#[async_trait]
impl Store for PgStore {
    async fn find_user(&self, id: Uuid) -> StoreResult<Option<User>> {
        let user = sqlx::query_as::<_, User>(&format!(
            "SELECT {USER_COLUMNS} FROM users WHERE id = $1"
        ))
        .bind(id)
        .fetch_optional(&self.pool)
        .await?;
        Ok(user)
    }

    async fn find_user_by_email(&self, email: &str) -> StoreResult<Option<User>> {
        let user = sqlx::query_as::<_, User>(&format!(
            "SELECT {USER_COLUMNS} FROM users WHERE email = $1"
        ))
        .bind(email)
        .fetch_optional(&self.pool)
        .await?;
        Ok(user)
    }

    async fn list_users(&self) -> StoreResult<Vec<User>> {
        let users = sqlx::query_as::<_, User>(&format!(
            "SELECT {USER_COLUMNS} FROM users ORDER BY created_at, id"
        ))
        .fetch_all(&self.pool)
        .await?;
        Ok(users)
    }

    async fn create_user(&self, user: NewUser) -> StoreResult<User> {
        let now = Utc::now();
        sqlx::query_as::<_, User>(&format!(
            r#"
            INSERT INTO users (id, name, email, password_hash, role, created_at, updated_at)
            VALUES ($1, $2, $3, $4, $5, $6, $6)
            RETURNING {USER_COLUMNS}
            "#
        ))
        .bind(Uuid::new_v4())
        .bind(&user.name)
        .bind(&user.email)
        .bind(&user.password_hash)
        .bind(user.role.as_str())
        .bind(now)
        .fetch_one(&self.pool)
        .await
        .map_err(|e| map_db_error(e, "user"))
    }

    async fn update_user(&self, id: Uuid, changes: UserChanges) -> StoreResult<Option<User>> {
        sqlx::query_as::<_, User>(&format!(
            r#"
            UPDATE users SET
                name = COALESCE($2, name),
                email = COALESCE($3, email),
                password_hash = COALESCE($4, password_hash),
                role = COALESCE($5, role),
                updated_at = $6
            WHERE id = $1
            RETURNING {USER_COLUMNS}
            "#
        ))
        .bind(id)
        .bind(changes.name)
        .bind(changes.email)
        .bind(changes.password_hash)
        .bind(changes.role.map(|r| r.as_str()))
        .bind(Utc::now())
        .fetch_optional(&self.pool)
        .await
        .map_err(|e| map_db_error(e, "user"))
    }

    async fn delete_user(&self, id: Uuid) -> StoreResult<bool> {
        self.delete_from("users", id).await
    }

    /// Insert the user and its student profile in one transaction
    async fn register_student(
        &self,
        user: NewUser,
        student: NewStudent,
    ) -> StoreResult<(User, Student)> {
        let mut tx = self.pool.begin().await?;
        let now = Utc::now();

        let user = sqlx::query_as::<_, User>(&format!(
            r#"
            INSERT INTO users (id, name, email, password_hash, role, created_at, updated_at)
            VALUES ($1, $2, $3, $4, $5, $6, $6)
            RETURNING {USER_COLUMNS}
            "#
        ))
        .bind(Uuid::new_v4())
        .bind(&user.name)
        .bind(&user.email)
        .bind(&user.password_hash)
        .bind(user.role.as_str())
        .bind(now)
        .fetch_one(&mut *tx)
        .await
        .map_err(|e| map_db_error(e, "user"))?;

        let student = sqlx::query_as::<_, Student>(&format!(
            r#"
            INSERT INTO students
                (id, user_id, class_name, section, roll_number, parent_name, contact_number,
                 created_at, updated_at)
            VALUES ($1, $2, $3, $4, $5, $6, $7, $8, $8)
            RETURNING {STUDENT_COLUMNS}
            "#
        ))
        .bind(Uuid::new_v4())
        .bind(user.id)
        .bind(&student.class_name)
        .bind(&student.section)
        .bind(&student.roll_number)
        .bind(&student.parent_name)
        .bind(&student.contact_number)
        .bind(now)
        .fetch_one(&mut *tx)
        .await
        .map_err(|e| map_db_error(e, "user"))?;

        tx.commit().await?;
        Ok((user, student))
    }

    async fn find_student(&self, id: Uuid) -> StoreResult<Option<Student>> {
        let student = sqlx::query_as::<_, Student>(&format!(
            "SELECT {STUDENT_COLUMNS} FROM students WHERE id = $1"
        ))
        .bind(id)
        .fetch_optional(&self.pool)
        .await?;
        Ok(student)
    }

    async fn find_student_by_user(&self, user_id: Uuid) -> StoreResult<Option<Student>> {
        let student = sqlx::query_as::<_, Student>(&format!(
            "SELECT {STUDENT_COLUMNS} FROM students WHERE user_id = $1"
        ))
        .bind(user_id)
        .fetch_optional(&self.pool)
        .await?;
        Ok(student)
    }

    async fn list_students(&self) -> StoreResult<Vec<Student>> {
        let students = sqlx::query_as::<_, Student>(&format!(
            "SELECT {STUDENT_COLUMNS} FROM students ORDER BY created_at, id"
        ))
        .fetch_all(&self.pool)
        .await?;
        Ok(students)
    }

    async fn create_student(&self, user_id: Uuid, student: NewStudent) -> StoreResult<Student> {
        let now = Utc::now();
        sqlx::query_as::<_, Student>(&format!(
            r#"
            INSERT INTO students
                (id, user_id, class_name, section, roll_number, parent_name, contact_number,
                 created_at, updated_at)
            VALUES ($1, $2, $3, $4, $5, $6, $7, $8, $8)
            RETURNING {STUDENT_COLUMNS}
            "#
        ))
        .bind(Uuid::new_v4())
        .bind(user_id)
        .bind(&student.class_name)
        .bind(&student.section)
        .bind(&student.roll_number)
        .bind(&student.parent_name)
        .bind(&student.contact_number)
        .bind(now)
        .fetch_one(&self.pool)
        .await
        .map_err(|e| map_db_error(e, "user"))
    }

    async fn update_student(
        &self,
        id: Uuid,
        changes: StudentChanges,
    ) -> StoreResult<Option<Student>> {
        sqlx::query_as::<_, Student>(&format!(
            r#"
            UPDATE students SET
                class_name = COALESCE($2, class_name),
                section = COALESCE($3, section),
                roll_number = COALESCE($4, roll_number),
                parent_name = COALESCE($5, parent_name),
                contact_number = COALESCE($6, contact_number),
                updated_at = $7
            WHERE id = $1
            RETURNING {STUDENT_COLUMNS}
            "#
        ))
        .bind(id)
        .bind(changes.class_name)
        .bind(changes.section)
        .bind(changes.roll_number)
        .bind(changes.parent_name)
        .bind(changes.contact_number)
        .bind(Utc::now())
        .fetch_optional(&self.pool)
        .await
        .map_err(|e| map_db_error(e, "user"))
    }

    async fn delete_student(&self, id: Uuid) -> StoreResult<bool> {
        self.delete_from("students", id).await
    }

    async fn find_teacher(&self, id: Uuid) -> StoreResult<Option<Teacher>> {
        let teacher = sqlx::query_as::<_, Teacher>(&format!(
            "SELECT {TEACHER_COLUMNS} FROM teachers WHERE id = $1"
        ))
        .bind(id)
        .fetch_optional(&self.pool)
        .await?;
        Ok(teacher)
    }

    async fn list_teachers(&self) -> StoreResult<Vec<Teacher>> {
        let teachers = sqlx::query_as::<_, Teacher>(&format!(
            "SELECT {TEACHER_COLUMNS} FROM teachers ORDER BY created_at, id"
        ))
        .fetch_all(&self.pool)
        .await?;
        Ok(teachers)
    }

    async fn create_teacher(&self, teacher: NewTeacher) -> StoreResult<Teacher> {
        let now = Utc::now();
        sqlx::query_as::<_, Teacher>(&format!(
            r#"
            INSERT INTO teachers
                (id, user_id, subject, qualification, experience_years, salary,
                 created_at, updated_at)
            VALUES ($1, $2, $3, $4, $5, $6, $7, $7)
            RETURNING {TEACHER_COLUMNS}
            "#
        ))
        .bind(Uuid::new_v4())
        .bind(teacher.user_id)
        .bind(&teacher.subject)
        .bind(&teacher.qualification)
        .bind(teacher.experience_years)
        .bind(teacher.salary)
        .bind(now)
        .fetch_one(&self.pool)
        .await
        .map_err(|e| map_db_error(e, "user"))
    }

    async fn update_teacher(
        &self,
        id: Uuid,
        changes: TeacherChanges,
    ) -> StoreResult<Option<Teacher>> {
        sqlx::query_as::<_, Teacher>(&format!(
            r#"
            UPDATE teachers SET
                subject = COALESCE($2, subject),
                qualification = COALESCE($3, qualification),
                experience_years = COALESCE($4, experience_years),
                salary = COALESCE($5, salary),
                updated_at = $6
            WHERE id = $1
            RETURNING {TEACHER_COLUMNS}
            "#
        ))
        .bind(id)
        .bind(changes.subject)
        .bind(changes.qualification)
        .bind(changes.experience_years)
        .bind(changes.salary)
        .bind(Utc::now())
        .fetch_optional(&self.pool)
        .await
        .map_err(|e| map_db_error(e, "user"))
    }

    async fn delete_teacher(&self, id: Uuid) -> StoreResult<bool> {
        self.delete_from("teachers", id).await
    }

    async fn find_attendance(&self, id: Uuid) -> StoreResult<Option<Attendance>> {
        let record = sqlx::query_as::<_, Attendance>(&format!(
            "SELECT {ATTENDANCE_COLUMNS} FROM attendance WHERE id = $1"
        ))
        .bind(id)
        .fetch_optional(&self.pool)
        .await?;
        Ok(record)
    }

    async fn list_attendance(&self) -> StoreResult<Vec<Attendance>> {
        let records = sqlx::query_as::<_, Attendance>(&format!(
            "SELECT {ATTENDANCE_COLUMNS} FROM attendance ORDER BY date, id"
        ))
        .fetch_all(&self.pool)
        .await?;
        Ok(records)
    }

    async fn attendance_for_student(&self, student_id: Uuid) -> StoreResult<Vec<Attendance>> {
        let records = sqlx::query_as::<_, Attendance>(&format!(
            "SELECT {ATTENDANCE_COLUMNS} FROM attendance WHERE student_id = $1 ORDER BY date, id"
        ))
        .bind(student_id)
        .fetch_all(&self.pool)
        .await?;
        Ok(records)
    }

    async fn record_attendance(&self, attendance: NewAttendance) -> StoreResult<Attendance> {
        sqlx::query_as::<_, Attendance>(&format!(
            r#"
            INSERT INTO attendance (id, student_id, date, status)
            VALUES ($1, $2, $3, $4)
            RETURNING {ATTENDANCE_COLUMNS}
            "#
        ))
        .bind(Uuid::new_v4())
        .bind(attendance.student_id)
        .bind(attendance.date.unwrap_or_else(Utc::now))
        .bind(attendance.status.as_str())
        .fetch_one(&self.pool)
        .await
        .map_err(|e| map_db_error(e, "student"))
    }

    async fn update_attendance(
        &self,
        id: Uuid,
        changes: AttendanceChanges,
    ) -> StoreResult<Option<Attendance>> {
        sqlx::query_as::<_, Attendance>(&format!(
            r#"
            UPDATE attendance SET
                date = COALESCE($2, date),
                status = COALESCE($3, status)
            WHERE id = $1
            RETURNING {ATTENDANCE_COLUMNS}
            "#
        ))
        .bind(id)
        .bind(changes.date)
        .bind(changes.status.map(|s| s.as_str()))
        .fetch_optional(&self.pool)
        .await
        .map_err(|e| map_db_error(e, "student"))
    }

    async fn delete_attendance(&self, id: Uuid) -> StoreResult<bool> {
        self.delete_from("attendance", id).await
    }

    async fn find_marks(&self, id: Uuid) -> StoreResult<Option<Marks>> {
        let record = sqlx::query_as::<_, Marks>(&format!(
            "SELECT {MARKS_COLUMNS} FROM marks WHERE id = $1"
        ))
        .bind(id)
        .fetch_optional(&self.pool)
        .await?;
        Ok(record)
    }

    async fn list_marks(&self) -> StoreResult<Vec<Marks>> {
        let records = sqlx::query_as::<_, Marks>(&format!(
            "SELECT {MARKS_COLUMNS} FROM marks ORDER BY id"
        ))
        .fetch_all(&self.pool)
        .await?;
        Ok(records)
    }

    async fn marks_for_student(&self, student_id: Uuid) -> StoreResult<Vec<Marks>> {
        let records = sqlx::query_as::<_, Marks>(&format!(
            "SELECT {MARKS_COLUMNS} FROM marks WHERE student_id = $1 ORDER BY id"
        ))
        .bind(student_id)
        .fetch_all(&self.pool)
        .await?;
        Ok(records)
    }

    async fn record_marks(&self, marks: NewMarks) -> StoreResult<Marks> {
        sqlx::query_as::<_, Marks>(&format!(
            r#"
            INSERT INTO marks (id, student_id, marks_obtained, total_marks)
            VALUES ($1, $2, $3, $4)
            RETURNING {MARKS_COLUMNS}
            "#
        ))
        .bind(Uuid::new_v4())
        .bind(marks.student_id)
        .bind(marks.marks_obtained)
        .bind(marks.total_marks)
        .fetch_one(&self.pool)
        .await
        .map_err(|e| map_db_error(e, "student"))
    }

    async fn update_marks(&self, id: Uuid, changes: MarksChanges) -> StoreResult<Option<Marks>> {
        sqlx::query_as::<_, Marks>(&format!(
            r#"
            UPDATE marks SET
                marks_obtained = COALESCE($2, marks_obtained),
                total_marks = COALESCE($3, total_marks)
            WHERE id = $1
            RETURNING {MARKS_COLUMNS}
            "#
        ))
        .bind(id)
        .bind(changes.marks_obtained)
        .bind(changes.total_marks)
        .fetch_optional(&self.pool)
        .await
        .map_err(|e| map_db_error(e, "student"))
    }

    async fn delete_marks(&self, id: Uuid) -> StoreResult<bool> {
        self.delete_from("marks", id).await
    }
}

◇ ◇ ◇ ◇ ◇ ◇ ◇

- [Exercise details] A line belongs in the answer if it contains the word "status"; copy every such line from the data above.

- [Exercise result]
            INSERT INTO attendance (id, student_id, date, status)
        .bind(attendance.status.as_str())
                status = COALESCE($3, status)
        .bind(changes.status.map(|s| s.as_str()))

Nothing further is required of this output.